*Work task:* Note how many lines in the entries below contain the string "controller", and answer with that number and no other text.

Exercise materials section start

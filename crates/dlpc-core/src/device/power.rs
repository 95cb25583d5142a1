use std::fmt;
use std::thread;

use log::info;
use serde::Serialize;

use super::{Dmd, commands};
use crate::error::ProtocolError;
use crate::transport::Transport;

/// Power state composed from the idle and sleep queries.
#[derive(Debug, Clone, Copy, PartialEq, Eq, Serialize)]
#[serde(rename_all = "snake_case")]
pub enum PowerMode {
    Normal,
    Idle,
    Standby,
    /// Combination the programmer's guide does not list.
    Undocumented { sleep: u8, idle: u8 },
}

impl PowerMode {
    pub fn from_flags(sleep: u8, idle: u8) -> Self {
        match (sleep, idle) {
            (0, 0) => PowerMode::Normal,
            (0, 1) => PowerMode::Idle,
            (1, _) => PowerMode::Standby,
            (sleep, idle) => PowerMode::Undocumented { sleep, idle },
        }
    }
}

impl fmt::Display for PowerMode {
    fn fmt(&self, f: &mut fmt::Formatter<'_>) -> fmt::Result {
        match self {
            PowerMode::Normal => write!(f, "normal"),
            PowerMode::Idle => write!(f, "idle"),
            PowerMode::Standby => write!(f, "standby"),
            PowerMode::Undocumented { sleep, idle } => {
                write!(f, "undocumented (sleep {sleep}, idle {idle})")
            }
        }
    }
}

const POWER_NORMAL: u8 = 0;
const POWER_STANDBY: u8 = 1;
const POWER_RESET: u8 = 2;
const IDLE_ENABLE: u8 = 1;
const IDLE_DISABLE: u8 = 3;

impl<T: Transport> Dmd<T> {
    /// Stop any sequence, enter standby and confirm it by read-back.
    ///
    /// # Errors
    /// `TransitionFailed` when the device does not report standby afterwards.
    pub fn standby(&mut self) -> Result<(), ProtocolError> {
        self.stop_pattern()?;
        self.write(commands::POWER_MODE, &[POWER_STANDBY])?;
        thread::sleep(self.timing().power_settle());
        let actual = self.get_current_powermode()?;
        if actual != PowerMode::Standby {
            return Err(ProtocolError::TransitionFailed {
                requested: PowerMode::Standby,
                actual,
            });
        }
        info!("controller in standby");
        Ok(())
    }

    pub fn wakeup(&mut self) -> Result<(), ProtocolError> {
        self.write(commands::POWER_MODE, &[POWER_NORMAL])
    }

    /// Software reset; the cached display mode is dropped.
    pub fn reset(&mut self) -> Result<(), ProtocolError> {
        self.current_mode = None;
        self.write(commands::POWER_MODE, &[POWER_RESET])
    }

    pub fn idle_on(&mut self) -> Result<(), ProtocolError> {
        self.stop_pattern()?;
        self.write(commands::IDLE_MODE, &[IDLE_ENABLE])
    }

    pub fn idle_off(&mut self) -> Result<(), ProtocolError> {
        self.write(commands::IDLE_MODE, &[IDLE_DISABLE])
    }

    pub fn get_current_powermode(&mut self) -> Result<PowerMode, ProtocolError> {
        let idle = self.query_byte(commands::IDLE_MODE)?;
        let sleep = self.query_byte(commands::POWER_MODE)?;
        Ok(PowerMode::from_flags(sleep, idle))
    }
}

#[cfg(test)]
mod tests {
    use super::PowerMode;

    #[test]
    fn power_mode_from_flags() {
        assert_eq!(PowerMode::from_flags(0, 0), PowerMode::Normal);
        assert_eq!(PowerMode::from_flags(0, 1), PowerMode::Idle);
        assert_eq!(PowerMode::from_flags(1, 0), PowerMode::Standby);
        assert_eq!(PowerMode::from_flags(1, 1), PowerMode::Standby);
        assert_eq!(
            PowerMode::from_flags(2, 0),
            PowerMode::Undocumented { sleep: 2, idle: 0 }
        );
        assert_eq!(
            PowerMode::from_flags(0, 7),
            PowerMode::Undocumented { sleep: 0, idle: 7 }
        );
    }
}
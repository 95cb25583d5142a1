use std::path::PathBuf;
use std::process::ExitCode;

use anyhow::Context;
use clap::{Parser, Subcommand, ValueEnum};
use dlpc_core::{
    Config, CurrentDriver, DisplayMode, Dmd, ProtocolError, SerialTransport, TransportError,
    UsbTransport,
};
use log::{debug, info};

const LONG_VERSION: &str = concat!(
    env!("CARGO_PKG_VERSION"),
    " (",
    env!("DLPC_BUILD_COMMIT"),
    " ",
    env!("DLPC_BUILD_DATE"),
    ")"
);

#[derive(Parser, Debug)]
#[command(name = "dlpc")]
#[command(version, long_version = LONG_VERSION)]
#[command(
    about = "Control a DLPC900 display controller and its RS485 laser driver.",
    long_about = None,
    after_help = "Examples:\n  dlpc status --pretty\n  dlpc mode pattern\n  dlpc power standby\n  dlpc driver --port /dev/ttyUSB1 current 1200"
)]
struct Cli {
    /// JSON configuration file (USB identity, serial line, timing)
    #[arg(short, long, global = true)]
    config: Option<PathBuf>,

    /// Increase log verbosity (-v info, -vv debug, -vvv trace)
    #[arg(short, long, action = clap::ArgAction::Count, global = true)]
    verbose: u8,

    #[command(subcommand)]
    command: Commands,
}

#[derive(Subcommand, Debug)]
enum Commands {
    /// Print a JSON status report of the controller.
    Status {
        /// Pretty-print JSON output
        #[arg(long)]
        pretty: bool,
    },
    /// Change the power state.
    Power {
        #[arg(value_enum)]
        action: PowerAction,
    },
    /// Show the display mode, or switch to MODE.
    Mode {
        #[arg(value_enum)]
        mode: Option<ModeArg>,
    },
    /// Start, pause or stop the pattern sequence.
    Pattern {
        #[arg(value_enum)]
        action: PatternAction,
    },
    /// Print the last error recorded by the controller.
    Error,
    /// Commands for the RS485 laser current driver.
    Driver {
        /// Serial port (overrides the configuration file)
        #[arg(long)]
        port: Option<String>,

        #[command(subcommand)]
        command: DriverCommands,
    },
}

#[derive(ValueEnum, Clone, Copy, Debug)]
enum PowerAction {
    Standby,
    Wakeup,
    Reset,
    IdleOn,
    IdleOff,
}

#[derive(ValueEnum, Clone, Copy, Debug)]
enum ModeArg {
    Video,
    Pattern,
    VideoPattern,
    Otf,
}

impl From<ModeArg> for DisplayMode {
    fn from(mode: ModeArg) -> Self {
        match mode {
            ModeArg::Video => DisplayMode::Video,
            ModeArg::Pattern => DisplayMode::Pattern,
            ModeArg::VideoPattern => DisplayMode::VideoPattern,
            ModeArg::Otf => DisplayMode::OnTheFly,
        }
    }
}

#[derive(ValueEnum, Clone, Copy, Debug)]
enum PatternAction {
    Start,
    Pause,
    Stop,
}

#[derive(Subcommand, Debug)]
enum DriverCommands {
    /// Turn the output off.
    Reset,
    /// Set the output current in milliamps (0-3500).
    Current { ma: u16 },
    /// Print alarm state and laser temperature as JSON.
    Status,
    /// Clear latched fault codes.
    ClearFault,
}

fn main() -> ExitCode {
    let cli = Cli::parse();
    init_logging(cli.verbose);

    let result = load_config(cli.config.as_ref()).and_then(|config| match cli.command {
        Commands::Status { pretty } => cmd_status(&config, pretty),
        Commands::Power { action } => cmd_power(&config, action),
        Commands::Mode { mode } => cmd_mode(&config, mode),
        Commands::Pattern { action } => cmd_pattern(&config, action),
        Commands::Error => cmd_error(&config),
        Commands::Driver { port, command } => cmd_driver(config, port, command),
    });

    match result {
        Ok(()) => ExitCode::SUCCESS,
        Err(err) => {
            eprintln!("error: {}", err.message);
            if let Some(hint) = err.hint {
                eprintln!("hint: {}", hint);
            }
            ExitCode::from(2)
        }
    }
}

#[derive(Debug)]
struct CliError {
    message: String,
    hint: Option<String>,
}

impl CliError {
    fn new(message: impl Into<String>, hint: Option<String>) -> Self {
        Self {
            message: message.into(),
            hint,
        }
    }
}

impl std::fmt::Display for CliError {
    fn fmt(&self, f: &mut std::fmt::Formatter<'_>) -> std::fmt::Result {
        write!(f, "{}", self.message)
    }
}

impl std::error::Error for CliError {}

impl From<anyhow::Error> for CliError {
    fn from(err: anyhow::Error) -> Self {
        CliError::new(format!("{err:#}"), None)
    }
}

impl From<ProtocolError> for CliError {
    fn from(err: ProtocolError) -> Self {
        let hint = match &err {
            ProtocolError::InvalidTransition { .. } => {
                Some("switch to video mode first (dlpc mode video)".to_string())
            }
            ProtocolError::ModeActivationFailed { .. } => {
                Some("video-pattern mode needs a locked external source".to_string())
            }
            ProtocolError::Device { .. } | ProtocolError::Fault(_) => {
                Some("run `dlpc error` for the controller's description".to_string())
            }
            ProtocolError::InvalidResponse(_) => {
                Some("check the RS485 wiring and the driver address".to_string())
            }
            ProtocolError::Transport(TransportError::Timeout { .. }) => {
                Some("the device did not answer; check power and cabling".to_string())
            }
            _ => None,
        };
        CliError::new(err.to_string(), hint)
    }
}

fn init_logging(verbose: u8) {
    let level = match verbose {
        0 => "warn",
        1 => "info",
        2 => "debug",
        _ => "trace",
    };
    env_logger::Builder::from_env(env_logger::Env::default().default_filter_or(level)).init();
}

fn load_config(path: Option<&PathBuf>) -> Result<Config, CliError> {
    let Some(path) = path else {
        return Ok(Config::default());
    };
    if !path.exists() {
        return Err(CliError::new(
            format!("config file not found: {}", path.display()),
            Some("pass a JSON file with optional usb, serial and timing sections".to_string()),
        ));
    }
    let config = Config::from_path(path).map_err(|err| {
        CliError::new(
            format!("cannot load {}: {err}", path.display()),
            Some("expected a JSON object with usb, serial and timing sections".to_string()),
        )
    })?;
    debug!("loaded config from {}", path.display());
    Ok(config)
}

fn connect(config: &Config) -> Result<Dmd<UsbTransport>, CliError> {
    let transport = UsbTransport::open(&config.usb).map_err(|err| {
        let hint = match err {
            TransportError::DeviceNotFound { .. } => Some(
                "check the USB cable and the usb.vendor_id/usb.product_id settings".to_string(),
            ),
            TransportError::OpenFailed(_) => {
                Some("the device may be busy or need udev permissions".to_string())
            }
            _ => None,
        };
        CliError::new(err.to_string(), hint)
    })?;
    let (dmd, hardware) = Dmd::connect(transport, config.timing)?;
    info!(
        "connected to {} (firmware {})",
        hardware.product, hardware.firmware_tag
    );
    Ok(dmd)
}

fn cmd_status(config: &Config, pretty: bool) -> Result<(), CliError> {
    let mut dmd = connect(config)?;
    let report = dmd.status_report()?;
    let json = if pretty {
        serde_json::to_string_pretty(&report)
    } else {
        serde_json::to_string(&report)
    }
    .context("JSON serialization failed")?;
    println!("{json}");
    Ok(())
}

fn cmd_power(config: &Config, action: PowerAction) -> Result<(), CliError> {
    let mut dmd = connect(config)?;
    match action {
        PowerAction::Standby => dmd.standby()?,
        PowerAction::Wakeup => dmd.wakeup()?,
        PowerAction::Reset => dmd.reset()?,
        PowerAction::IdleOn => dmd.idle_on()?,
        PowerAction::IdleOff => dmd.idle_off()?,
    }
    eprintln!("OK: {action:?}");
    Ok(())
}

fn cmd_mode(config: &Config, mode: Option<ModeArg>) -> Result<(), CliError> {
    let mut dmd = connect(config)?;
    match mode {
        Some(mode) => {
            let target = DisplayMode::from(mode);
            dmd.set_display_mode(target)?;
            eprintln!("OK: display mode {target}");
        }
        None => println!("{}", dmd.get_display_mode()?),
    }
    Ok(())
}

fn cmd_pattern(config: &Config, action: PatternAction) -> Result<(), CliError> {
    let mut dmd = connect(config)?;
    match action {
        PatternAction::Start => dmd.start_pattern()?,
        PatternAction::Pause => dmd.pause_pattern()?,
        PatternAction::Stop => dmd.stop_pattern()?,
    }
    // Rejected sequencer commands are only visible in the error register.
    dmd.ensure_no_fault()?;
    Ok(())
}

fn cmd_error(config: &Config) -> Result<(), CliError> {
    let mut dmd = connect(config)?;
    match dmd.check_for_error()? {
        None => println!("no error"),
        Some(fault) => {
            let description = dmd.get_error_description()?;
            println!("error {}: {fault}", fault.code());
            if !description.is_empty() {
                println!("{description}");
            }
        }
    }
    Ok(())
}

fn cmd_driver(
    mut config: Config,
    port: Option<String>,
    command: DriverCommands,
) -> Result<(), CliError> {
    if let Some(port) = port {
        config.serial.port = port;
    }
    let transport = SerialTransport::open(&config.serial).map_err(|err| {
        CliError::new(
            err.to_string(),
            Some("pass --port or set serial.port in the config file".to_string()),
        )
    })?;
    let mut driver = CurrentDriver::new(transport, config.serial.address, config.timing);

    match command {
        DriverCommands::Reset => driver.reset_output()?,
        DriverCommands::Current { ma } => driver.set_output_current(ma)?,
        DriverCommands::Status => {
            let status = driver.get_device_status()?;
            let json = serde_json::to_string(&status).context("JSON serialization failed")?;
            println!("{json}");
        }
        DriverCommands::ClearFault => driver.clear_fault()?,
    }
    Ok(())
}
use std::fmt;

use serde::Serialize;

/// Error codes returned by the last-error query (command 0x0100).
#[derive(Debug, Clone, Copy, PartialEq, Eq, Serialize)]
#[serde(rename_all = "snake_case")]
pub enum DeviceFault {
    BatchChecksum,
    DeviceFailure,
    InvalidCommand,
    IncompatibleHardware,
    NotAllowedInMode,
    InvalidParameter,
    MissingItem,
    OutOfResource,
    InvalidCompression,
    BitNumberOutOfRange,
    PatternImageMissing,
    DarkTimeOutOfRange,
    SignalDelayOutOfRange,
    ExposureOutOfRange,
    PatternNumberOutOfRange,
    InvalidPatternDefinition,
    ImageAddressOutOfRange,
    Internal,
    Undocumented(u8),
}

impl DeviceFault {
    /// `None` for code 0 (no error).
    pub fn from_code(code: u8) -> Option<Self> {
        let fault = match code {
            0 => return None,
            1 => DeviceFault::BatchChecksum,
            2 => DeviceFault::DeviceFailure,
            3 => DeviceFault::InvalidCommand,
            4 => DeviceFault::IncompatibleHardware,
            5 => DeviceFault::NotAllowedInMode,
            6 => DeviceFault::InvalidParameter,
            7 => DeviceFault::MissingItem,
            8 => DeviceFault::OutOfResource,
            9 => DeviceFault::InvalidCompression,
            10 => DeviceFault::BitNumberOutOfRange,
            11 => DeviceFault::PatternImageMissing,
            12 => DeviceFault::DarkTimeOutOfRange,
            13 => DeviceFault::SignalDelayOutOfRange,
            14 => DeviceFault::ExposureOutOfRange,
            15 => DeviceFault::PatternNumberOutOfRange,
            16 => DeviceFault::InvalidPatternDefinition,
            17 => DeviceFault::ImageAddressOutOfRange,
            255 => DeviceFault::Internal,
            other => DeviceFault::Undocumented(other),
        };
        Some(fault)
    }

    pub fn code(&self) -> u8 {
        match self {
            DeviceFault::BatchChecksum => 1,
            DeviceFault::DeviceFailure => 2,
            DeviceFault::InvalidCommand => 3,
            DeviceFault::IncompatibleHardware => 4,
            DeviceFault::NotAllowedInMode => 5,
            DeviceFault::InvalidParameter => 6,
            DeviceFault::MissingItem => 7,
            DeviceFault::OutOfResource => 8,
            DeviceFault::InvalidCompression => 9,
            DeviceFault::BitNumberOutOfRange => 10,
            DeviceFault::PatternImageMissing => 11,
            DeviceFault::DarkTimeOutOfRange => 12,
            DeviceFault::SignalDelayOutOfRange => 13,
            DeviceFault::ExposureOutOfRange => 14,
            DeviceFault::PatternNumberOutOfRange => 15,
            DeviceFault::InvalidPatternDefinition => 16,
            DeviceFault::ImageAddressOutOfRange => 17,
            DeviceFault::Internal => 255,
            DeviceFault::Undocumented(code) => *code,
        }
    }
}

impl fmt::Display for DeviceFault {
    fn fmt(&self, f: &mut fmt::Formatter<'_>) -> fmt::Result {
        let message = match self {
            DeviceFault::BatchChecksum => "batch file checksum error",
            DeviceFault::DeviceFailure => "device failure",
            DeviceFault::InvalidCommand => "invalid command number",
            DeviceFault::IncompatibleHardware => "incompatible controller and DMD combination",
            DeviceFault::NotAllowedInMode => "command not allowed in current mode",
            DeviceFault::InvalidParameter => "invalid command parameter",
            DeviceFault::MissingItem => "item referred by the parameter is not present",
            DeviceFault::OutOfResource => "out of resource (RAM or flash)",
            DeviceFault::InvalidCompression => "invalid BMP compression type",
            DeviceFault::BitNumberOutOfRange => "pattern bit number out of range",
            DeviceFault::PatternImageMissing => "pattern BMP not present in flash",
            DeviceFault::DarkTimeOutOfRange => "pattern dark time out of range",
            DeviceFault::SignalDelayOutOfRange => "signal delay parameter out of range",
            DeviceFault::ExposureOutOfRange => "pattern exposure time out of range",
            DeviceFault::PatternNumberOutOfRange => "pattern number out of range",
            DeviceFault::InvalidPatternDefinition => "invalid pattern definition",
            DeviceFault::ImageAddressOutOfRange => "pattern image memory address out of range",
            DeviceFault::Internal => "internal error",
            DeviceFault::Undocumented(code) => return write!(f, "undocumented error [{code}]"),
        };
        f.write_str(message)
    }
}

Exercise materials section end

*Final answer:* 6